__Provided data__.

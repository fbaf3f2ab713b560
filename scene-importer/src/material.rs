//! Material representation and properties
//!
//! A material is an open property bag. Each property is addressed by a key,
//! a texture semantic and an index, so the same key (for example
//! [`material_keys::TEXTURE_BASE`]) can hold one value per texture slot.

use crate::types::{Color3D, Color4D};

/// Name given to the material readers create when a file defines none
pub const DEFAULT_MATERIAL_NAME: &str = "DefaultMaterial";

/// Standard material property keys
pub mod material_keys {
    /// Material name
    pub const NAME: &str = "?mat.name";
    /// Diffuse color
    pub const COLOR_DIFFUSE: &str = "$clr.diffuse";
    /// Ambient color
    pub const COLOR_AMBIENT: &str = "$clr.ambient";
    /// Specular color
    pub const COLOR_SPECULAR: &str = "$clr.specular";
    /// Emissive color
    pub const COLOR_EMISSIVE: &str = "$clr.emissive";
    /// Shininess factor
    pub const SHININESS: &str = "$mat.shininess";
    /// Shininess strength
    pub const SHININESS_STRENGTH: &str = "$mat.shinpercent";
    /// Opacity
    pub const OPACITY: &str = "$mat.opacity";
    /// Shading model
    pub const SHADING_MODEL: &str = "$mat.shadingm";
    /// Two sided
    pub const TWOSIDED: &str = "$mat.twosided";
    /// Path of a texture slot
    pub const TEXTURE_BASE: &str = "$tex.file";
    /// UV transform of a texture slot: translation (2), scaling (2), rotation
    pub const UVTRANSFORM: &str = "$tex.uvtrafo";
    /// UV channel used by a texture slot
    pub const UVWSRC: &str = "$tex.uvwsrc";
}

/// Texture semantics a property can be bound to
#[derive(Debug, Clone, Copy, PartialEq, Eq, Hash, Default)]
#[repr(u32)]
pub enum TextureType {
    /// Not a texture property
    #[default]
    None = 0,
    Diffuse = 1,
    Specular = 2,
    Ambient = 3,
    Emissive = 4,
    Height = 5,
    Normals = 6,
    Shininess = 7,
    Opacity = 8,
    Displacement = 9,
    Lightmap = 10,
    Reflection = 11,
    Unknown = 18,
}

/// Shading models stored under [`material_keys::SHADING_MODEL`]
#[derive(Debug, Clone, Copy, PartialEq, Eq)]
#[repr(i32)]
pub enum ShadingMode {
    Flat = 1,
    Gouraud = 2,
    Phong = 3,
    Blinn = 4,
    NoShading = 9,
}

impl ShadingMode {
    fn from_raw(value: i32) -> Option<Self> {
        match value {
            1 => Some(Self::Flat),
            2 => Some(Self::Gouraud),
            3 => Some(Self::Phong),
            4 => Some(Self::Blinn),
            9 => Some(Self::NoShading),
            _ => None,
        }
    }
}

/// Value stored in a material property
#[derive(Debug, Clone, PartialEq)]
pub enum PropertyValue {
    String(String),
    Floats(Vec<f32>),
    Integers(Vec<i32>),
}

/// A single keyed material property
#[derive(Debug, Clone, PartialEq)]
pub struct MaterialProperty {
    pub key: String,
    pub semantic: TextureType,
    pub index: u32,
    pub value: PropertyValue,
}

/// Information about a texture applied to a material
#[derive(Debug, Clone, PartialEq)]
pub struct TextureInfo {
    /// Path to the texture file, as written in the source
    pub path: String,
    /// UV channel index
    pub uv_index: u32,
    /// Optional UV transform: translation, scaling, rotation
    pub uv_transform: Option<UvTransform>,
}

/// Texture coordinate transform applied before sampling
#[derive(Debug, Clone, Copy, PartialEq)]
pub struct UvTransform {
    pub translation: [f32; 2],
    pub scaling: [f32; 2],
    pub rotation: f32,
}

impl Default for UvTransform {
    fn default() -> Self {
        Self {
            translation: [0.0, 0.0],
            scaling: [1.0, 1.0],
            rotation: 0.0,
        }
    }
}

/// A material containing properties like colors, textures, and shading parameters
#[derive(Debug, Clone, PartialEq, Default)]
pub struct Material {
    properties: Vec<MaterialProperty>,
}

impl Material {
    /// Create an empty material
    pub fn new() -> Self {
        Self::default()
    }

    /// Create a material carrying only a name
    pub fn named<S: Into<String>>(name: S) -> Self {
        let mut material = Self::new();
        material.set_name(name);
        material
    }

    /// Get the name of the material
    pub fn name(&self) -> String {
        self.get_string_property(material_keys::NAME)
            .unwrap_or_default()
    }

    /// Rename the material
    pub fn set_name<S: Into<String>>(&mut self, name: S) {
        self.set_property(
            material_keys::NAME,
            TextureType::None,
            0,
            PropertyValue::String(name.into()),
        );
    }

    /// All properties in insertion order
    pub fn properties(&self) -> &[MaterialProperty] {
        &self.properties
    }

    /// Insert a property, replacing one with the same key, semantic and index
    pub fn set_property(&mut self, key: &str, semantic: TextureType, index: u32, value: PropertyValue) {
        match self
            .properties
            .iter_mut()
            .find(|p| p.key == key && p.semantic == semantic && p.index == index)
        {
            Some(existing) => existing.value = value,
            None => self.properties.push(MaterialProperty {
                key: key.to_string(),
                semantic,
                index,
                value,
            }),
        }
    }

    /// Look up a raw property
    pub fn property(&self, key: &str, semantic: TextureType, index: u32) -> Option<&PropertyValue> {
        self.properties
            .iter()
            .find(|p| p.key == key && p.semantic == semantic && p.index == index)
            .map(|p| &p.value)
    }

    /// Set an RGB color property (stored with alpha 1)
    pub fn set_color(&mut self, key: &str, color: Color3D) {
        self.set_property(
            key,
            TextureType::None,
            0,
            PropertyValue::Floats(vec![color.x, color.y, color.z, 1.0]),
        );
    }

    /// Set a scalar float property
    pub fn set_float(&mut self, key: &str, value: f32) {
        self.set_property(key, TextureType::None, 0, PropertyValue::Floats(vec![value]));
    }

    /// Set a scalar integer property
    pub fn set_integer(&mut self, key: &str, value: i32) {
        self.set_property(key, TextureType::None, 0, PropertyValue::Integers(vec![value]));
    }

    /// Set the shading model
    pub fn set_shading_model(&mut self, mode: ShadingMode) {
        self.set_integer(material_keys::SHADING_MODEL, mode as i32);
    }

    /// Bind a texture file to a slot
    pub fn add_texture<S: Into<String>>(&mut self, texture_type: TextureType, index: u32, path: S) {
        self.set_property(
            material_keys::TEXTURE_BASE,
            texture_type,
            index,
            PropertyValue::String(path.into()),
        );
    }

    /// Attach a UV transform to a texture slot
    pub fn set_uv_transform(&mut self, texture_type: TextureType, index: u32, transform: UvTransform) {
        self.set_property(
            material_keys::UVTRANSFORM,
            texture_type,
            index,
            PropertyValue::Floats(vec![
                transform.translation[0],
                transform.translation[1],
                transform.scaling[0],
                transform.scaling[1],
                transform.rotation,
            ]),
        );
    }

    /// Get a string property from the material
    pub fn get_string_property(&self, key: &str) -> Option<String> {
        match self.property(key, TextureType::None, 0)? {
            PropertyValue::String(s) => Some(s.clone()),
            _ => None,
        }
    }

    /// Get a float array property, converting integers
    pub fn get_float_array(&self, key: &str) -> Option<Vec<f32>> {
        match self.property(key, TextureType::None, 0)? {
            PropertyValue::Floats(v) => Some(v.clone()),
            PropertyValue::Integers(v) => Some(v.iter().map(|&i| i as f32).collect()),
            PropertyValue::String(_) => None,
        }
    }

    /// Get a float property from the material
    pub fn get_float_property(&self, key: &str) -> Option<f32> {
        self.get_float_array(key)?.first().copied()
    }

    /// Get an integer property from the material
    pub fn get_integer_property(&self, key: &str) -> Option<i32> {
        match self.property(key, TextureType::None, 0)? {
            PropertyValue::Integers(v) => v.first().copied(),
            PropertyValue::Floats(v) => v.first().map(|&f| f as i32),
            PropertyValue::String(_) => None,
        }
    }

    /// Get a color property from the material
    pub fn get_color_property(&self, key: &str) -> Option<Color4D> {
        match self.get_float_array(key)?.as_slice() {
            [r, g, b] => Some(Color4D::new(*r, *g, *b, 1.0)),
            [r, g, b, a, ..] => Some(Color4D::new(*r, *g, *b, *a)),
            _ => None,
        }
    }

    fn color3(&self, key: &str) -> Option<Color3D> {
        self.get_color_property(key).map(|c| c.truncate())
    }

    /// Get the diffuse color
    pub fn diffuse_color(&self) -> Option<Color3D> {
        self.color3(material_keys::COLOR_DIFFUSE)
    }

    /// Get the specular color
    pub fn specular_color(&self) -> Option<Color3D> {
        self.color3(material_keys::COLOR_SPECULAR)
    }

    /// Get the ambient color
    pub fn ambient_color(&self) -> Option<Color3D> {
        self.color3(material_keys::COLOR_AMBIENT)
    }

    /// Get the emissive color
    pub fn emissive_color(&self) -> Option<Color3D> {
        self.color3(material_keys::COLOR_EMISSIVE)
    }

    /// Get the shininess factor
    pub fn shininess(&self) -> Option<f32> {
        self.get_float_property(material_keys::SHININESS)
    }

    /// Get the opacity factor
    pub fn opacity(&self) -> Option<f32> {
        self.get_float_property(material_keys::OPACITY)
    }

    /// Get the shading model
    pub fn shading_model(&self) -> Option<ShadingMode> {
        self.get_integer_property(material_keys::SHADING_MODEL)
            .and_then(ShadingMode::from_raw)
    }

    /// Check if the material is two-sided
    pub fn is_two_sided(&self) -> bool {
        self.get_integer_property(material_keys::TWOSIDED)
            .is_some_and(|v| v != 0)
    }

    /// Get the number of textures for a specific type
    pub fn texture_count(&self, texture_type: TextureType) -> usize {
        self.properties
            .iter()
            .filter(|p| p.key == material_keys::TEXTURE_BASE && p.semantic == texture_type)
            .count()
    }

    /// Get texture information for a specific type and index
    pub fn texture(&self, texture_type: TextureType, index: u32) -> Option<TextureInfo> {
        let path = match self.property(material_keys::TEXTURE_BASE, texture_type, index)? {
            PropertyValue::String(s) => s.clone(),
            _ => return None,
        };
        let uv_index = match self.property(material_keys::UVWSRC, texture_type, index) {
            Some(PropertyValue::Integers(v)) => v.first().map_or(0, |&i| i.max(0) as u32),
            _ => 0,
        };
        let uv_transform = match self.property(material_keys::UVTRANSFORM, texture_type, index) {
            Some(PropertyValue::Floats(v)) if v.len() >= 5 => Some(UvTransform {
                translation: [v[0], v[1]],
                scaling: [v[2], v[3]],
                rotation: v[4],
            }),
            _ => None,
        };
        Some(TextureInfo {
            path,
            uv_index,
            uv_transform,
        })
    }
}

#[cfg(test)]
mod tests {
    use super::*;

    #[test]
    fn test_typed_getters() {
        let mut mat = Material::named("steel");
        mat.set_color(material_keys::COLOR_DIFFUSE, Color3D::new(0.5, 0.25, 1.0));
        mat.set_float(material_keys::SHININESS, 32.0);
        mat.set_shading_model(ShadingMode::Phong);
        mat.set_integer(material_keys::TWOSIDED, 1);

        assert_eq!(mat.name(), "steel");
        assert_eq!(mat.diffuse_color(), Some(Color3D::new(0.5, 0.25, 1.0)));
        assert_eq!(mat.shininess(), Some(32.0));
        assert_eq!(mat.shading_model(), Some(ShadingMode::Phong));
        assert!(mat.is_two_sided());
        assert!(mat.specular_color().is_none());
        // name lookups never treat strings as numbers
        assert!(mat.get_float_property(material_keys::NAME).is_none());
    }

    #[test]
    fn test_texture_slots_are_keyed_by_semantic_and_index() {
        let mut mat = Material::new();
        mat.add_texture(TextureType::Diffuse, 0, "wood.png");
        mat.add_texture(TextureType::Diffuse, 1, "dirt.png");
        mat.add_texture(TextureType::Normals, 0, "wood_n.png");
        mat.set_uv_transform(
            TextureType::Diffuse,
            0,
            UvTransform {
                scaling: [2.0, 2.0],
                ..UvTransform::default()
            },
        );
        mat.add_texture(TextureType::Diffuse, 0, "oak.png");

        assert_eq!(mat.texture_count(TextureType::Diffuse), 2);
        assert_eq!(mat.texture_count(TextureType::Specular), 0);
        let tex = mat.texture(TextureType::Diffuse, 0).expect("slot 0");
        assert_eq!(tex.path, "oak.png");
        assert_eq!(tex.uv_transform.map(|t| t.scaling), Some([2.0, 2.0]));
        assert!(mat.texture(TextureType::Diffuse, 1).expect("slot 1").uv_transform.is_none());
    }
}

__Work to be completed__. Find "TWOSIDED" in the data above. Report each line where it appears.

__Response below__.
    pub const TWOSIDED: &str = "$mat.twosided";
        self.get_integer_property(material_keys::TWOSIDED)
        mat.set_integer(material_keys::TWOSIDED, 1);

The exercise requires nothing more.